◆ What is expected: Given the listing that follows, report all lines in which the string "PathTracker" occurs.

◆ Records for this exercise:
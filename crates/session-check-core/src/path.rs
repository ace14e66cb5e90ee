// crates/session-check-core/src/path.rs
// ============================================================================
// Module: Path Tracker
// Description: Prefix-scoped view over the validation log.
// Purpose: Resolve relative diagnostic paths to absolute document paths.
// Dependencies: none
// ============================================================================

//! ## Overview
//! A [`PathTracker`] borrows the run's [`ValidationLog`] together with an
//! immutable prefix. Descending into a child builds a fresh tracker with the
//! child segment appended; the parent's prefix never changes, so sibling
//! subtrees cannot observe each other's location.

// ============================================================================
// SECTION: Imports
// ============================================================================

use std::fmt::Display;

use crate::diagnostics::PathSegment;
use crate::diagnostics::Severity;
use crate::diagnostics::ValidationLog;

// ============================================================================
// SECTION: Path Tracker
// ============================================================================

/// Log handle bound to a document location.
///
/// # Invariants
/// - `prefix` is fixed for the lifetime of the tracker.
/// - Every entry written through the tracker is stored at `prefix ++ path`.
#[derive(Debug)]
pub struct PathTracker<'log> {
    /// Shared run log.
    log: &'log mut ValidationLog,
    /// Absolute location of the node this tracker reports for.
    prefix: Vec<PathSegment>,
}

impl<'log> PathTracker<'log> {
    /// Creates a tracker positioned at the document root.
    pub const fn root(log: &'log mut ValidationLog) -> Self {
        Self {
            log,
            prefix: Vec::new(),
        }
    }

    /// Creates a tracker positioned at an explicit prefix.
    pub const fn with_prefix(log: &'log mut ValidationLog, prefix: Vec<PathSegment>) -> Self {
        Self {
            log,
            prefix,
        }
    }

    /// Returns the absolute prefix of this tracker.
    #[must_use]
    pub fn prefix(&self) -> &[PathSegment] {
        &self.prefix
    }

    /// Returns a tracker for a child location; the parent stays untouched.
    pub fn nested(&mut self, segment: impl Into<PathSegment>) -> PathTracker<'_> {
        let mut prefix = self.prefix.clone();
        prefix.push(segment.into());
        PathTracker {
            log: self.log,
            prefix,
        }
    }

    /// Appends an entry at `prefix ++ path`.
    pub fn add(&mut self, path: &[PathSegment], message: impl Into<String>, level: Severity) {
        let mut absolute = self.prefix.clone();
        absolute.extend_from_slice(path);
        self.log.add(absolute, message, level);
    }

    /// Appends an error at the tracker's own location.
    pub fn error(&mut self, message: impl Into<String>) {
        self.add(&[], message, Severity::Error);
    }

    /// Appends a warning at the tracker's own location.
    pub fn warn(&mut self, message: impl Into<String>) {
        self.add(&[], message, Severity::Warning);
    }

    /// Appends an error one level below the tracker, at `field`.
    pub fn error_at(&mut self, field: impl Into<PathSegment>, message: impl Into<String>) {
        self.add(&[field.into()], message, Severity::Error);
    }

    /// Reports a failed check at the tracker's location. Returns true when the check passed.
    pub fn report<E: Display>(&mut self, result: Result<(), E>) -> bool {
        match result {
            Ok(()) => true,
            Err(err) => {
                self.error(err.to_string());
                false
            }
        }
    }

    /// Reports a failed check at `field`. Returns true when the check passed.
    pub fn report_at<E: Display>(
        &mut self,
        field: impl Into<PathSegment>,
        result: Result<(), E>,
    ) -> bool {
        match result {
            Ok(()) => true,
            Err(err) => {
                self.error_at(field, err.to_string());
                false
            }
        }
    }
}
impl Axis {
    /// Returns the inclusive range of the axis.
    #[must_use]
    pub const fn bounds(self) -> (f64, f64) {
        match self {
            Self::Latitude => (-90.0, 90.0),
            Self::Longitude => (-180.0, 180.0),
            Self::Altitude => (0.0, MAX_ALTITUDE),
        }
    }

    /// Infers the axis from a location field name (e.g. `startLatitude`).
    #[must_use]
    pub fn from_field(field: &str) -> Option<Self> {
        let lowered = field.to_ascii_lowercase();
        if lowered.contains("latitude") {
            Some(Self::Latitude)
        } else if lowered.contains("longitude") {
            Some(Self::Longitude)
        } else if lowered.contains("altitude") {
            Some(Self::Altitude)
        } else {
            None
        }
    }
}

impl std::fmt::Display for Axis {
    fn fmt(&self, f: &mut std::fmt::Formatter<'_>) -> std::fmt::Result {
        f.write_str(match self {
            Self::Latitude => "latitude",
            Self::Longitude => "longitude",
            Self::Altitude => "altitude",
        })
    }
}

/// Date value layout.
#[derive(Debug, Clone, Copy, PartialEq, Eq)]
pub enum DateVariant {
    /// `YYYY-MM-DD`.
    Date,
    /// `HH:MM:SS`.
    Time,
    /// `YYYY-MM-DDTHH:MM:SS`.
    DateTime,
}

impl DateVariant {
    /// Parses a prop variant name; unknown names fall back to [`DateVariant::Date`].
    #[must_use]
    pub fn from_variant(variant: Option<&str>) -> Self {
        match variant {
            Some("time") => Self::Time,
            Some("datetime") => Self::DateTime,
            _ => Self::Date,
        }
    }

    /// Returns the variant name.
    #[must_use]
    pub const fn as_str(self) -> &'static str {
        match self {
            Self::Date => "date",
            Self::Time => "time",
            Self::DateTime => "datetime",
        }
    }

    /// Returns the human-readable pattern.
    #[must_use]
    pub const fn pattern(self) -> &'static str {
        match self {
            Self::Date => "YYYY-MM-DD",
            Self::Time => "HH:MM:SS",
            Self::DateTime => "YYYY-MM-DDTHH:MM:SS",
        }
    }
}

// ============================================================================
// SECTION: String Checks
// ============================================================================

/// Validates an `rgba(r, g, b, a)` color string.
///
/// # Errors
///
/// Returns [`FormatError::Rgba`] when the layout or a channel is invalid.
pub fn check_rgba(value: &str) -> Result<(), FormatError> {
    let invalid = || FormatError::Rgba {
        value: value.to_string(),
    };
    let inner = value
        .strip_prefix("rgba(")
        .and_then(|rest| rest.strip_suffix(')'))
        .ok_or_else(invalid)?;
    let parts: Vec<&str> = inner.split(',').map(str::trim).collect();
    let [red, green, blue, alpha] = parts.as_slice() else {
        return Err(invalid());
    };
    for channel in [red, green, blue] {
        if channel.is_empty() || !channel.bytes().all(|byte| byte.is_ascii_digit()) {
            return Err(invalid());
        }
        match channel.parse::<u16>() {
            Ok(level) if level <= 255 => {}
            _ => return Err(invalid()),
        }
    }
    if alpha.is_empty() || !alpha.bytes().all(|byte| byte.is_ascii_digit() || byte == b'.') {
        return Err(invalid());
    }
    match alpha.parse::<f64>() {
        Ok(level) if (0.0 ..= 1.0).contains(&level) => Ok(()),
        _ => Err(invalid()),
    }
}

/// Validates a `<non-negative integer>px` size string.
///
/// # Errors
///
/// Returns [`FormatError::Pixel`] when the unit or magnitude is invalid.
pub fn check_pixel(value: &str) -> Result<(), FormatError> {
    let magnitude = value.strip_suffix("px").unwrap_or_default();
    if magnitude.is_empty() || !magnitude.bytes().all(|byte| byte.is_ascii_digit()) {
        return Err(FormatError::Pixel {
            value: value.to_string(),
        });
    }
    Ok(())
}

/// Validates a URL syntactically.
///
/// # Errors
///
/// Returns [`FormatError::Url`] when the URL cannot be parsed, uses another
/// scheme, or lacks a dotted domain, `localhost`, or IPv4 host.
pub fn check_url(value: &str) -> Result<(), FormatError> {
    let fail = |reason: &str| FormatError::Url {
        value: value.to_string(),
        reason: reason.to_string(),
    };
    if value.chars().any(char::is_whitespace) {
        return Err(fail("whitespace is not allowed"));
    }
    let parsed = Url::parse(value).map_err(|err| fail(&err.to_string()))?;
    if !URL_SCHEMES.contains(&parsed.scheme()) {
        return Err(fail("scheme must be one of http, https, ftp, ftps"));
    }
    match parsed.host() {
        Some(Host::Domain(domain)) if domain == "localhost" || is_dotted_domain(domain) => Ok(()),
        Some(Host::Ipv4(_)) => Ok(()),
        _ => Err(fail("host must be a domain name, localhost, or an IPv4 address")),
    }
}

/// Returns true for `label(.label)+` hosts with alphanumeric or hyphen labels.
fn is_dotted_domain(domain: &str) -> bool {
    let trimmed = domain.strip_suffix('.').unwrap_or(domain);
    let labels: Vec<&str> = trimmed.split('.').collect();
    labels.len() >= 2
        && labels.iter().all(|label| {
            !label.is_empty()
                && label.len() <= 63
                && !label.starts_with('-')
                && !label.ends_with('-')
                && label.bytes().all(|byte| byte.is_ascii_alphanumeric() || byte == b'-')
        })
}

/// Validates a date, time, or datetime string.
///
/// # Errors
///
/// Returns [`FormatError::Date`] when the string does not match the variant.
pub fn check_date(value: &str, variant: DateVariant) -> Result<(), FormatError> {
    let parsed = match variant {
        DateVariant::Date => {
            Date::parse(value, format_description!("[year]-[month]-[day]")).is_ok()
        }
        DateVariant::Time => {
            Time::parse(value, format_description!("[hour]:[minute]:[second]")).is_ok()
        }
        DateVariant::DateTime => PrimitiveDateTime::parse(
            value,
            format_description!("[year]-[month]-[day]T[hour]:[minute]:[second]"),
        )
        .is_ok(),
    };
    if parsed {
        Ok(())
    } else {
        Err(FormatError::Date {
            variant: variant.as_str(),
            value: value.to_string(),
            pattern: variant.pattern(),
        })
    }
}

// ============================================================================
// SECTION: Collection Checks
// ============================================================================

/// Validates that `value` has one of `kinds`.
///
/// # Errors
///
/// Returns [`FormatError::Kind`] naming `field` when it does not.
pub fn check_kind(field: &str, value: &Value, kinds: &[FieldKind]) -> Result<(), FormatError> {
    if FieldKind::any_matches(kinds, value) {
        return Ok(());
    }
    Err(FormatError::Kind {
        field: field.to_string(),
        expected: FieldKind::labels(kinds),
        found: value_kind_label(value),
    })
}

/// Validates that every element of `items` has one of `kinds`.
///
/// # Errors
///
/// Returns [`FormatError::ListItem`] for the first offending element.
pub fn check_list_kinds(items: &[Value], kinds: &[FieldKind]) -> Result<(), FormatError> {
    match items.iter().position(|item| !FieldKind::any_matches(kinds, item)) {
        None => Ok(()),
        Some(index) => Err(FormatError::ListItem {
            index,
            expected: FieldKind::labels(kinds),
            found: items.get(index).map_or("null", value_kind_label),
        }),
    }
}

◆ Answer space:
//! A [`PathTracker`] borrows the run's [`ValidationLog`] together with an
pub struct PathTracker<'log> {
impl<'log> PathTracker<'log> {
    pub fn nested(&mut self, segment: impl Into<PathSegment>) -> PathTracker<'_> {
        PathTracker {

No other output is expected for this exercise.